İnternette çeşitli yorumlara baktığımızda bu hadislerin mana-ı asli ile yorumladıklarını gördüm. Asıl gerçek mana ve anlamları ile üzerine konuşmuşlar vs.

Para merkezli kurulu sistem

Şöyle düşünün, içinde bulunduğumuz uluslararası bir sistem var. Bu sistem sadece ama sadece para yollarını elinde tutmak üzere kurulmuş. Var olan herşeyi elde ettiği bu para ile kontrol etmekte..

A'dan Z'ye hayattaki herşeyi para kazancı elde etmek üzere kurgulamış bir sistem. Hiç bir şekilde insanlığınfaydasına yarına olacak bir şeyi düşünmeyen sadece paraya ulaşabilecek her yolu mübah gören bir sistem..

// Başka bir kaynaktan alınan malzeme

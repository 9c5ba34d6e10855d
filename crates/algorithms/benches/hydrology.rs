//! Benchmarks for the delineation stages

use criterion::{black_box, criterion_group, criterion_main, BenchmarkId, Criterion};
use cuenca_algorithms::delineation::{delineate, DemHandle, DelineationParams};
use cuenca_algorithms::hydrology::{
    flow_accumulation, flow_direction, priority_flood, FlowModelParams, PriorityFloodParams,
};
use cuenca_core::{Coordinate, ElevationGrid, GeoTransform, Raster};

/// Tilted valley with pseudo-random pits so filling has work to do
fn create_valley_dem(size: usize) -> Raster<f64> {
    let mut dem = Raster::new(size, size);
    dem.set_transform(GeoTransform::new(0.0, size as f64 * 10.0, 10.0, -10.0));
    let axis = size as f64 / 2.0;
    for row in 0..size {
        for col in 0..size {
            let noise = ((row * 7 + col * 13) % 17) as f64 * 0.3;
            let z = 1000.0 - row as f64 * 2.0 + (col as f64 - axis).abs() * 4.0 + noise;
            dem.set(row, col, z).unwrap();
        }
    }
    dem
}

fn bench_priority_flood(c: &mut Criterion) {
    let mut group = c.benchmark_group("hydrology/priority_flood");
    for size in [128, 256, 512, 1024] {
        let dem = create_valley_dem(size);
        group.bench_with_input(BenchmarkId::from_parameter(size), &size, |b, _| {
            b.iter(|| priority_flood(black_box(&dem), PriorityFloodParams::default()).unwrap())
        });
    }
    group.finish();
}

fn bench_flow_direction(c: &mut Criterion) {
    let mut group = c.benchmark_group("hydrology/flow_direction");
    for size in [256, 512, 1024] {
        let filled = priority_flood(&create_valley_dem(size), PriorityFloodParams::default()).unwrap();
        group.bench_with_input(BenchmarkId::from_parameter(size), &size, |b, _| {
            b.iter(|| flow_direction(black_box(&filled)).unwrap())
        });
    }
    group.finish();
}

fn bench_flow_accumulation(c: &mut Criterion) {
    let mut group = c.benchmark_group("hydrology/flow_accumulation");
    for size in [256, 512, 1024] {
        let filled = priority_flood(&create_valley_dem(size), PriorityFloodParams::default()).unwrap();
        let fdir = flow_direction(&filled).unwrap();
        group.bench_with_input(BenchmarkId::from_parameter(size), &size, |b, _| {
            b.iter(|| flow_accumulation(black_box(&filled), black_box(&fdir)).unwrap())
        });
    }
    group.finish();
}

fn bench_delineate(c: &mut Criterion) {
    let mut group = c.benchmark_group("delineation/request");
    for size in [256, 512] {
        let dem = ElevationGrid::from_raster(create_valley_dem(size)).unwrap();
        let handle = DemHandle::new(dem, &FlowModelParams::default()).unwrap();
        let outlet = Coordinate::Projected {
            x: size as f64 * 5.0,
            y: 5.0,
        };
        let params = DelineationParams::default();
        group.bench_with_input(BenchmarkId::from_parameter(size), &size, |b, _| {
            b.iter(|| delineate(black_box(&handle), black_box(&outlet), &params).unwrap())
        });
    }
    group.finish();
}

criterion_group!(
    benches,
    bench_priority_flood,
    bench_flow_direction,
    bench_flow_accumulation,
    bench_delineate,
);
criterion_main!(benches);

Devlet yapılanmaları, eğitim sistemler, meslekleri herşeyi bu para toplama merkezine paranın akmasını sağlayacak şekilde kurgulamışlar.

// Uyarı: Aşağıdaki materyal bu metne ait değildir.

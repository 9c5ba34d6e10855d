//! D8 flow direction algorithm
//!
//! Calculates the direction of flow from each cell to its steepest
//! downslope neighbor using the D8 (deterministic eight-node) method.
//!
//! Flow direction encoding:
//! ```text
//!   4  3  2
//!   5  0  1
//!   6  7  8
//! ```
//! 0 = no outflow (no-data or unresolved pit), 1-8 = direction to the
//! steepest neighbor. Equal drops resolve to the lowest code.

use crate::maybe_rayon::collect_rows;
use cuenca_core::raster::{d8, Raster};
use cuenca_core::{Error, Result};
use ndarray::Array2;

/// Calculate D8 flow direction from a DEM whose map units are meters.
///
/// The input DEM should be hydrologically conditioned (see
/// [`priority_flood`](super::priority_flood)) so every interior cell has a
/// lower neighbor.
pub fn flow_direction(dem: &Raster<f64>) -> Result<Raster<u8>> {
    let (w, h) = dem.transform().cell_dimensions();
    flow_direction_scaled(dem, w, h)
}

/// Calculate D8 flow direction with explicit metric cell dimensions.
///
/// Drops are `(z - z_n) / distance` with the step length taken from the cell
/// width (E/W), height (N/S) or their hypotenuse (diagonals). A valid cell
/// with no lower neighbor that sits on the border or next to no-data points
/// at the first off-grid or no-data neighbor, marking a grid-edge outlet.
pub fn flow_direction_scaled(dem: &Raster<f64>, cell_width: f64, cell_height: f64) -> Result<Raster<u8>> {
    if !(cell_width > 0.0 && cell_height > 0.0 && cell_width.is_finite() && cell_height.is_finite()) {
        return Err(Error::InvalidParameter {
            name: "cell_size",
            value: format!("{}x{}", cell_width, cell_height),
            reason: "cell dimensions must be positive and finite".into(),
        });
    }

    let (rows, cols) = dem.shape();
    let data = dem.data();

    let output_data: Vec<u8> = collect_rows(rows, |row| {
        let mut row_data = vec![d8::NO_FLOW; cols];

        for (col, out) in row_data.iter_mut().enumerate() {
            if !dem.is_valid_at(row, col) {
                continue;
            }
            let center = data[(row, col)];

            let mut max_drop = 0.0_f64;
            let mut best_dir = d8::NO_FLOW;
            let mut edge_dir = d8::NO_FLOW;

            for (idx, &(dr, dc)) in d8::OFFSETS.iter().enumerate() {
                let dir = d8::code(idx);
                let Some((nr, nc)) = d8::offset(row, col, dr, dc, rows, cols) else {
                    if edge_dir == d8::NO_FLOW {
                        edge_dir = dir;
                    }
                    continue;
                };
                if !dem.is_valid_at(nr, nc) {
                    if edge_dir == d8::NO_FLOW {
                        edge_dir = dir;
                    }
                    continue;
                }

                let distance = d8::step_length(dir, cell_width, cell_height);
                let drop = (center - data[(nr, nc)]) / distance;

                if drop > max_drop {
                    max_drop = drop;
                    best_dir = dir;
                }
            }

            *out = if best_dir != d8::NO_FLOW { best_dir } else { edge_dir };
        }

        row_data
    });

    let array = Array2::from_shape_vec((rows, cols), output_data)
        .map_err(|e| Error::Other(e.to_string()))?;
    dem.with_data(array, Some(d8::NO_FLOW))
}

Biz o sistem içinde köleyiz. Sadece bu parayı ellerinde tutmak isteyenler için çalışıyoruz. Bize sunulan herşey bu merkezi sisteme nasıl daha iyi hizmet edebiliriz üzerine..

Eczaneler, doktorlar, avukatlar, hakimler, siyasiler, idareciler herşey ama herşey bu sistemin memurları gibi..

Parayı tutanlar ve paraya koşanlar

Şöyle bir canlandırın, büyük bir kamyon ve kamyon üzerinden yardım dağıtan eller.. Ve yardımdan birşeyler alabilmek için birbirini ezen insanlar..

İşte parayı elinde tutan güçler, merkezler ve yer var. Parababaları, devletler, bankalar, bankerler, şirketler, tefeciler vs. vs.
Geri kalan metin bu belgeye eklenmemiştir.